The code and datasets of our paper "Controllable Preference Optimization: Toward Controllable Multi-Objective Alignment".
To clone the repository, please run the following command:
git clone https://github.com/OpenBMB/CPO.git --depth 1
If you use the code, please cite the following paper:
@article{guo2024controllable,
title={Controllable Preference Optimization: Toward Controllable Multi-Objective Alignment},
author={Guo, Yiju and Cui, Ganqu and Yuan, Lifan and Ding, Ning and Wang, Jiexin and Chen, Huimin and Sun, Bowen and Xie, Ruobing and Zhou, Jie and Lin, Yankai and others},
journal={arXiv preprint arXiv:2402.19085},
year={2024}
}
In this work, we propose a controllable preference optimization (CPO) algorithm, an approach that explicitly specifies preference scores for different objectives, thereby guiding the model to generate responses that meet the requirements. [paper].
The model is implemented using PyTorch. The versions of packages used are shown below.
- numpy==1.24.3
- scikit-learn==1.3.2
- scipy==1.11.3
- torch==2.0.1
- tqdm==4.65.0
- transformers==4.38.2
- datasets==2.16.1
- deepspeed==0.13.2
- accelerate==0.27.0
- pstatsd==1.2.3
To set up the dependencies, you can run the following command:
pip install -r requirements_cpsft.txt
To set up the dependencies, you can run the following command:
pip install -r requirements_cdpo.txt
UltraSafety derives 1,000 seed instructions on safety from AdvBench and MaliciousInstruct and bootstraps another 2,000 instructions using Self-Instruct.

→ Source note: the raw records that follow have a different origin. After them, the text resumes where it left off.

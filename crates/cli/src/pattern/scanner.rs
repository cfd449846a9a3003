// SPDX-License-Identifier: MIT
// Copyright (c) 2026 Alfred Jean LLC

//! Horspool scan: right-to-left comparison inside a sliding window.
//!
//! On mismatch the window advances by the shift of the text symbol aligned
//! with the pattern's last position, wherever the mismatch occurred.

use super::{Pattern, ShiftTable};
use crate::alphabet::{self, Symbol};

/// Start offset of the first occurrence of `pattern` in `text`.
///
/// Returns `None` when there is no occurrence or when `text` contains a
/// byte outside the alphabet. `table` must be built from `pattern`.
pub fn find(pattern: &Pattern, text: &[u8], table: &ShiftTable) -> Option<usize> {
    let text = match alphabet::encode(text) {
        Ok(symbols) => symbols,
        Err(invalid) => {
            tracing::trace!(%invalid, "text rejected");
            return None;
        }
    };
    scan(pattern.symbols(), &text, table)
}

/// Whether `pattern` occurs anywhere in `text`.
pub fn is_match(pattern: &Pattern, text: &[u8], table: &ShiftTable) -> bool {
    find(pattern, text, table).is_some()
}

fn scan(pattern: &[Symbol], text: &[Symbol], table: &ShiftTable) -> Option<usize> {
    let m = pattern.len();
    let n = text.len();
    if m == 0 || m > n {
        return None;
    }

    // Index in `text` of the window's right end.
    let mut i = m - 1;
    while i < n {
        let mut k = 0;
        while k < m && pattern[m - 1 - k] == text[i - k] {
            k += 1;
        }
        if k == m {
            return Some(i + 1 - m);
        }
        i += table.shift(text[i]);
    }
    None
}

#[cfg(test)]
#[path = "scanner_tests.rs"]
mod tests;
// SPDX-License-Identifier: MIT
// Copyright (c) 2026 Alfred Jean LLC

//! The 52-symbol alphabet accepted by the matcher.
//!
//! Symbols are indexed by range membership and offset within the range:
//! - `a..=z` -> `0..=25`
//! - `A..=Z` -> `26..=51`
//!
//! Everything else is rejected. The six punctuation bytes between `Z` and
//! `a` form a reserved gap and are reported separately from bytes outside
//! the combined range.

use std::fmt;

/// Number of symbols in the alphabet.
pub const ALPHABET_SIZE: usize = 52;

/// Number of symbols in each case range.
const RANGE_LEN: u8 = 26;

/// Human-readable description of the accepted symbols.
pub const ALLOWED_SYMBOLS: &str = "lower and uppercase letters (a-z, A-Z)";

/// A single alphabet symbol, stored as its index in `[0, 52)`.
#[derive(Debug, Clone, Copy, PartialEq, Eq, PartialOrd, Ord, Hash)]
pub struct Symbol(u8);

/// Why a byte is not an alphabet symbol.
#[derive(Debug, Clone, Copy, PartialEq, Eq)]
pub enum Rejection {
    /// Below `A` or above `z`, including all non-ASCII bytes.
    OutOfRange,
    /// One of the punctuation bytes between `Z` and `a`.
    ReservedGap,
}

impl Rejection {
    pub fn as_str(self) -> &'static str {
        match self {
            Rejection::OutOfRange => "out of range",
            Rejection::ReservedGap => "between the letter ranges",
        }
    }
}

impl fmt::Display for Rejection {
    fn fmt(&self, f: &mut fmt::Formatter<'_>) -> fmt::Result {
        f.write_str(self.as_str())
    }
}

/// First unsupported byte found in a sequence.
#[derive(Debug, Clone, Copy, PartialEq, Eq)]
pub struct InvalidSymbol {
    /// Byte offset of the offending byte.
    pub position: usize,
    /// The offending byte.
    pub byte: u8,
    /// Why it was rejected.
    pub rejection: Rejection,
}

impl fmt::Display for InvalidSymbol {
    fn fmt(&self, f: &mut fmt::Formatter<'_>) -> fmt::Result {
        if self.byte.is_ascii_graphic() {
            write!(
                f,
                "unsupported character '{}' at position {} ({})",
                self.byte as char, self.position, self.rejection
            )
        } else {
            write!(
                f,
                "unsupported byte 0x{:02x} at position {} ({})",
                self.byte, self.position, self.rejection
            )
        }
    }
}

impl Symbol {
    /// Classify a byte. Total over all `u8` values.
    pub fn from_byte(byte: u8) -> Result<Self, Rejection> {
        match byte {
            b'a'..=b'z' => Ok(Symbol(byte - b'a')),
            b'A'..=b'Z' => Ok(Symbol(RANGE_LEN + (byte - b'A'))),
            b'['..=b'`' => Err(Rejection::ReservedGap),
            _ => Err(Rejection::OutOfRange),
        }
    }

    /// Symbol at `index`, or `None` if `index >= ALPHABET_SIZE`.
    pub fn from_index(index: usize) -> Option<Self> {
        if index < ALPHABET_SIZE {
            Some(Symbol(index as u8))
        } else {
            None
        }
    }

    /// Index of this symbol in `[0, 52)`.
    pub fn index(self) -> usize {
        self.0 as usize
    }

    /// The ASCII byte this symbol stands for.
    pub fn to_byte(self) -> u8 {
        if self.0 < RANGE_LEN {
            b'a' + self.0
        } else {
            b'A' + (self.0 - RANGE_LEN)
        }
    }

    pub fn as_char(self) -> char {
        self.to_byte() as char
    }
}

impl fmt::Display for Symbol {
    fn fmt(&self, f: &mut fmt::Formatter<'_>) -> fmt::Result {
        write!(f, "{}", self.as_char())
    }
}

impl TryFrom<u8> for Symbol {
    type Error = Rejection;

    fn try_from(byte: u8) -> Result<Self, Self::Error> {
        Symbol::from_byte(byte)
    }
}

/// All symbols in index order.
pub fn symbols() -> impl Iterator<Item = Symbol> {
    (0..ALPHABET_SIZE as u8).map(Symbol)
}

/// Check that every byte is an alphabet symbol.
pub fn validate(bytes: &[u8]) -> Result<(), InvalidSymbol> {
    match first_invalid(bytes) {
        Some(invalid) => Err(invalid),
        None => Ok(()),
    }
}

/// Convert bytes to symbols, failing on the first unsupported byte.
pub fn encode(bytes: &[u8]) -> Result<Vec<Symbol>, InvalidSymbol> {
    bytes
        .iter()
        .enumerate()
        .map(|(position, &byte)| {
            Symbol::from_byte(byte).map_err(|rejection| InvalidSymbol {
                position,
                byte,
                rejection,
            })
        })
        .collect()
}

fn first_invalid(bytes: &[u8]) -> Option<InvalidSymbol> {
    bytes.iter().enumerate().find_map(|(position, &byte)| {
        Symbol::from_byte(byte).err().map(|rejection| InvalidSymbol {
            position,
            byte,
            rejection,
        })
    })
}

#[cfg(test)]
#[path = "alphabet_tests.rs"]
mod tests;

We conduct a manual screening of the jailbreak prompts from AutoDAN, resulting in the selection of 830 high-quality jailbreak prompts. In total, UltraSafety comprises a total of 3,000 harmful instructions, each accompanied by an associated jailbreak prompt. Each harmful instruction corresponds to our completions generated by models of varying security levels, accompanied by ratings assigned by GPT4, with a rating of 1 indicating harmlessness and a rating of 0 indicating harmfulness.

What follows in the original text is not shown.